POST "<YOUR_PRIVATE_WHISPER_DEPLOYMENT>/predict"

Authentication

Include Bearer token in headers:
headers = {"Authorization": "Bearer YOUR_JWT_TOKEN"}

Request Parameters

Required Parameters

  • audio_file (string): Audio input - either Base64-encoded audio file data or publicly accessible audio URL.

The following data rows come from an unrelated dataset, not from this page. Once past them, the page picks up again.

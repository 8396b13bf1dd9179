//! Session Module
//!
//! Client-side game session.
//!
//! ## Responsibilities
//! - Drive CONNECTION -> WAITING_ROOM <-> PLAY transitions
//! - Keep the room registry in sync with server announcements
//! - Mirror the turn token and playfield during a match
//! - Gate outgoing requests on local preconditions
//!
//! ## State Diagram
//! ```text
//!   CONNECTION ──(OK)──→ WAITING_ROOM ──(OK)──→ PLAY
//!       ↑                 │      ↑               │
//!       └─────(KICK)──────┘      └─(ROOM_CLOSING)┘
//!       ↑                                        │
//!       └────────────────(KICK)──────────────────┘
//! ```

mod state;
mod registry;
mod play;
mod client;

pub use state::{ClientState, SessionEvent};
pub use registry::RoomRegistry;
pub use play::PlayState;
pub use client::{ClientSession, MAX_PENDING_EVENTS};
//! Room registry
//!
//! Client-side cache of the rooms the server last announced as open, plus
//! the room id the user has typed in as a challenge target.

use crate::protocol::SERVER_MAX_ROOMS;

/// Fixed set of announced room slots; 0 marks an empty slot
#[derive(Debug, Clone, Default, PartialEq, Eq)]
pub struct RoomRegistry {
    slots: [u32; SERVER_MAX_ROOMS],

    /// Room id entered by the user, if any
    target: Option<u32>,
}

impl RoomRegistry {
    /// Create an empty registry
    pub fn new() -> Self {
        Self::default()
    }

    /// Raw slots in announcement order
    pub fn slots(&self) -> &[u32; SERVER_MAX_ROOMS] {
        &self.slots
    }

    /// Replace every slot with an announced snapshot
    pub fn overwrite(&mut self, room_ids: [u32; SERVER_MAX_ROOMS]) {
        self.slots = room_ids;
    }

    /// Whether `room_id` is currently announced; 0 is never a room
    pub fn contains(&self, room_id: u32) -> bool {
        room_id != 0 && self.slots.contains(&room_id)
    }

    /// Announced room ids, skipping empty slots
    pub fn open_rooms(&self) -> impl Iterator<Item = u32> + '_ {
        self.slots.iter().copied().filter(|&id| id != 0)
    }

    /// Number of announced rooms
    pub fn len(&self) -> usize {
        self.open_rooms().count()
    }

    pub fn is_empty(&self) -> bool {
        self.len() == 0
    }

    /// Room id the user wants to challenge
    pub fn target(&self) -> Option<u32> {
        self.target
    }

    pub fn set_target(&mut self, room_id: u32) {
        self.target = Some(room_id);
    }

    pub fn clear_target(&mut self) {
        self.target = None;
    }

    /// Empty every slot and drop the target input
    pub fn clear(&mut self) {
        self.slots = [0; SERVER_MAX_ROOMS];
        self.target = None;
    }
}
//! Client states and session events

use std::fmt;

/// Which screen of the game the client is on
#[derive(Debug, Clone, Copy, PartialEq, Eq, Hash, Default)]
pub enum ClientState {
    /// Not logged in; waiting for the user to join a server
    #[default]
    Connection,

    /// Logged in; browsing, creating and challenging rooms
    WaitingRoom,

    /// In a match
    Play,
}

impl fmt::Display for ClientState {
    fn fmt(&self, f: &mut fmt::Formatter<'_>) -> fmt::Result {
        let name = match self {
            ClientState::Connection => "CONNECTION",
            ClientState::WaitingRoom => "WAITING_ROOM",
            ClientState::Play => "PLAY",
        };
        f.write_str(name)
    }
}

/// Something the UI layer should react to
#[derive(Debug, Clone, PartialEq, Eq)]
pub enum SessionEvent {
    /// The session moved between states
    StateChanged { from: ClientState, to: ClientState },

    /// Input focus owned by the UI should be dropped (leaving CONNECTION)
    ResetPressedInput,

    /// The server refused the join request
    JoinRejected,

    /// The server reported itself dead
    ServerDead,

    /// The server removed this client
    Kicked,

    /// Our room was created
    RoomCreated(u32),

    /// Our room was destroyed
    RoomDestroyed(u32),

    /// A new playfield arrived
    TurnUpdated { my_turn: bool },
}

Core Processing Parameters

  • language (string): Source language code. (e.g., “hi” for Hindi, “en” for English, None for auto-detection)
  • task (string): Processing task - transcribe (speech-to-text in same language) or translate (translate to English)
    Here is the list of Supported Language in the Whisper Model.
    Voice Activity Detection (VAD) Parameters
  • vad_model (string): VAD model to use - “silero” (recommended for accuracy and speed)
  • vad_onset (float): Threshold for speech start detection (0.0-1.0, default: 0.5)
  • vad_offset (float): Threshold for speech end detection (0.0-1.0, default: 0.3)
    Need help with VAD parameter tuning or Whisper troubleshooting?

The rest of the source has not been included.